- **What is needed**: Each line from the start of the entries through the line that contains "the Ollama server" should be output exactly, please.

+-------+

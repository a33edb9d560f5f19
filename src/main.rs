use std::path::PathBuf;
use std::sync::Arc;

use clap::Parser;
use tokio::io::{AsyncBufReadExt, BufReader};
use tokio::sync::watch;
use tokio::task::JoinHandle;
use tracing::{info, warn};

use pyscribe::agent::{ChatMessage, MessageKind, Placeholder, SessionRecord, SessionStore};
use pyscribe::catalog::{find_example, find_model, AVAILABLE_MODELS, CODE_EXAMPLES};
use pyscribe::{
    metrics, telemetry, AgentController, Config, GenerationMode, LazyModel, OllamaClient,
    OllamaLauncher, PythonLauncher, SessionSnapshot,
};

/// Turn prompts into Python programs with a local model and run them
#[derive(Debug, Parser)]
#[command(name = "pyscribe", version)]
struct Cli {
    /// Model id to load from Ollama
    #[arg(short, long, env = "PYSCRIBE_MODEL")]
    model: Option<String>,

    /// Base URL of the Ollama server
    #[arg(long, env = "PYSCRIBE_OLLAMA_URL")]
    ollama_url: Option<String>,

    /// Start in agent mode (failed runs are repaired automatically)
    #[arg(short, long)]
    agent: bool,

    /// Repair attempts before the agent gives up
    #[arg(long, env = "PYSCRIBE_MAX_RETRIES")]
    max_retries: Option<u32>,

    /// Per-execution timeout in seconds
    #[arg(long, env = "PYSCRIBE_TIMEOUT")]
    timeout: Option<u64>,

    /// Python executable used for the sandbox
    #[arg(long, env = "PYSCRIBE_PYTHON")]
    python: Option<PathBuf>,

    /// Export spans to this OTLP collector
    #[arg(long, env = "PYSCRIBE_OTLP_ENDPOINT")]
    otlp_endpoint: Option<String>,

    /// Print the model catalog and exit
    #[arg(long)]
    list_models: bool,

    /// Config file (defaults to ~/.pyscribe/config.toml)
    #[arg(short, long)]
    config: Option<PathBuf>,
}

impl Cli {
    /// Layer command-line values over the file configuration
    fn apply(&self, mut config: Config) -> Config {
        if let Some(model) = &self.model {
            config.model = model.clone();
        }
        if let Some(url) = &self.ollama_url {
            config.ollama_url = url.clone();
        }
        if self.agent {
            config.autonomous = true;
        }
        if let Some(max_retries) = self.max_retries {
            config.max_retries = max_retries;
        }
        if let Some(timeout) = self.timeout {
            config.execution_timeout_secs = timeout.max(1);
        }
        if let Some(python) = &self.python {
            config.python = python.clone();
        }
        if let Some(endpoint) = &self.otlp_endpoint {
            config.otlp_endpoint = Some(endpoint.clone());
        }
        config
    }
}

#[tokio::main]
async fn main() {
    if let Err(error) = run().await {
        eprintln!("pyscribe error: {error}");
        std::process::exit(1);
    }
}

async fn run() -> Result<(), Box<dyn std::error::Error + Send + Sync>> {
    let cli = Cli::parse();

    if cli.list_models {
        print_catalog();
        return Ok(());
    }

    let config = cli.apply(Config::load(cli.config.as_deref())?);
    telemetry::init_tracing("pyscribe", config.otlp_endpoint.as_deref())?;

    let result = repl(config).await;
    telemetry::shutdown_tracing();
    result
}

fn print_catalog() {
    println!("{:<28} {:<24} {:>7}  DESCRIPTION", "ID", "NAME", "SIZE");
    for model in AVAILABLE_MODELS {
        println!(
            "{:<28} {:<24} {:>5.1}GB  {}",
            model.id, model.display_name, model.size_gb, model.description
        );
    }
}

async fn repl(config: Config) -> Result<(), Box<dyn std::error::Error + Send + Sync>> {
    let display_name = match find_model(&config.model) {
        Some(model) => model.display_name,
        None => {
            warn!(model = %config.model, "Model is not in the catalog, asking Ollama anyway");
            config.model.as_str()
        }
    };

    let client = OllamaClient::new(&config.ollama_url);
    let model = Arc::new(LazyModel::new(OllamaLauncher::new(
        client,
        config.model.clone(),
        config.generation_options(),
    )));

    println!("Loading {display_name}...");
    match model.initialize().await {
        Ok(()) => println!("Model ready."),
        Err(e) => {
            // The session retries initialization on the first prompt.
            warn!(error = %e, "Model initialization failed");
            println!("Model not loaded yet: {e}");
        }
    }

    let launcher = Arc::new(PythonLauncher::new(&config.python));
    let session = AgentController::spawn(model, launcher, config.agent_config());
    let renderer = spawn_renderer(session.subscribe());

    let store = SessionStore::default_store();
    let mut record = SessionRecord::new(config.model.clone(), config.mode());

    println!("Mode: {}. Type a prompt, or /help for commands.", config.mode());

    let mut lines = BufReader::new(tokio::io::stdin()).lines();
    while let Some(line) = lines.next_line().await? {
        let line = line.trim();
        if line.is_empty() {
            continue;
        }

        if let Some(command) = line.strip_prefix('/') {
            let mut parts = command.split_whitespace();
            match (parts.next(), parts.next()) {
                (Some("quit") | Some("exit"), _) => break,
                (Some("help"), _) => print_help(),
                (Some("agent"), Some(setting @ ("on" | "off"))) => {
                    let mode = if setting == "on" {
                        GenerationMode::Autonomous
                    } else {
                        GenerationMode::SingleShot
                    };
                    session.set_mode(mode).await?;
                    println!("Mode: {}", session.settled().await?.mode);
                }
                (Some("agent"), None) => println!("Mode: {}", session.snapshot().mode),
                (Some("run"), Some(name)) => match find_example(name) {
                    Some(example) => {
                        session.run_code(example.code).await?;
                        session.settled().await?;
                    }
                    None => println!("Unknown example: {name}. Try one of: {}", example_names()),
                },
                (Some("run"), None) => {
                    println!("Enter code, then /end on a line of its own.");
                    let mut code = String::new();
                    while let Some(line) = lines.next_line().await? {
                        if line.trim() == "/end" {
                            break;
                        }
                        code.push_str(&line);
                        code.push('\n');
                    }
                    session.run_code(code).await?;
                    session.settled().await?;
                }
                (Some("reset"), _) => {
                    session.reset().await?;
                    session.settled().await?;
                    record = SessionRecord::new(config.model.clone(), session.snapshot().mode);
                    println!("Session cleared.");
                }
                (Some("save"), _) => match &store {
                    Ok(store) => {
                        let snapshot = session.snapshot();
                        record.update(snapshot.mode, &snapshot.messages);
                        match store.save(&record) {
                            Ok(path) => println!("Saved to {}", path.display()),
                            Err(e) => println!("Could not save session: {e}"),
                        }
                    }
                    Err(e) => println!("Session store unavailable: {e}"),
                },
                (Some("sessions"), _) => match &store {
                    Ok(store) => match store.list() {
                        Ok(summaries) if summaries.is_empty() => println!("No saved sessions."),
                        Ok(summaries) => {
                            for summary in summaries {
                                println!(
                                    "{}  {}  {:>3} messages  {}",
                                    summary.id, summary.updated_at, summary.message_count, summary.title
                                );
                            }
                        }
                        Err(e) => println!("Could not list sessions: {e}"),
                    },
                    Err(e) => println!("Session store unavailable: {e}"),
                },
                (Some("metrics"), _) => match metrics::render() {
                    Ok(text) => print!("{text}"),
                    Err(e) => println!("Could not render metrics: {e}"),
                },
                _ => println!("Unknown command: /{command}. Type /help for commands."),
            }
            continue;
        }

        session.submit(line).await?;
        // Input stays disabled until the turn settles.
        session.settled().await?;
    }

    info!("Shutting down");
    session.shutdown().await?;
    renderer.abort();
    Ok(())
}

fn print_help() {
    println!("/agent on|off  switch agent mode (automatic repair of failed runs)");
    println!("/run           type code and run it as is, ending with /end");
    println!("/run <example> run a ready-made program ({})", example_names());
    println!("/reset         clear the transcript and restart the interpreter");
    println!("/save          save the transcript to ~/.pyscribe/sessions");
    println!("/sessions      list saved transcripts");
    println!("/metrics       print Prometheus metrics");
    println!("/quit          exit");
}

fn example_names() -> String {
    CODE_EXAMPLES
        .iter()
        .map(|example| example.name)
        .collect::<Vec<_>>()
        .join(", ")
}

/// Print new transcript entries and status changes as they are published
fn spawn_renderer(mut snapshots: watch::Receiver<SessionSnapshot>) -> JoinHandle<()> {
    tokio::spawn(async move {
        let mut shown = 0usize;
        let mut status: Option<Placeholder> = None;

        while snapshots.changed().await.is_ok() {
            let snapshot = snapshots.borrow_and_update().clone();

            // A reset empties the transcript.
            shown = shown.min(snapshot.messages.len());
            for message in &snapshot.messages[shown..] {
                render_message(message);
            }
            shown = snapshot.messages.len();

            if snapshot.placeholder != status {
                if let Some(placeholder) = &snapshot.placeholder {
                    render_message(&placeholder.to_message());
                }
                status = snapshot.placeholder;
            }
        }
    })
}

fn render_message(message: &ChatMessage) {
    match message {
        // The user's own input is already on screen.
        ChatMessage::User { .. } => {}
        ChatMessage::Assistant { kind, text, code } => match kind {
            MessageKind::TransientStatus => {
                println!("… {text}");
                if let Some(code) = code {
                    println!("```python\n{code}\n```");
                }
            }
            MessageKind::CodeResult => {
                if let Some(code) = code {
                    println!("```python\n{code}\n```");
                }
                println!("Output:\n{text}");
            }
            MessageKind::Error => println!("Error: {text}"),
            MessageKind::PlainText => println!("{text}"),
        },
    }
}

+-------+

- **Written solution**:
repository a33edb9d560f5f19
filename src/main.rs
use std::path::PathBuf;
use std::sync::Arc;

use clap::Parser;
use tokio::io::{AsyncBufReadExt, BufReader};
use tokio::sync::watch;
use tokio::task::JoinHandle;
use tracing::{info, warn};

use pyscribe::agent::{ChatMessage, MessageKind, Placeholder, SessionRecord, SessionStore};
use pyscribe::catalog::{find_example, find_model, AVAILABLE_MODELS, CODE_EXAMPLES};
use pyscribe::{
    metrics, telemetry, AgentController, Config, GenerationMode, LazyModel, OllamaClient,
    OllamaLauncher, PythonLauncher, SessionSnapshot,
};

/// Turn prompts into Python programs with a local model and run them
#[derive(Debug, Parser)]
#[command(name = "pyscribe", version)]
struct Cli {
    /// Model id to load from Ollama
    #[arg(short, long, env = "PYSCRIBE_MODEL")]
    model: Option<String>,

    /// Base URL of the Ollama server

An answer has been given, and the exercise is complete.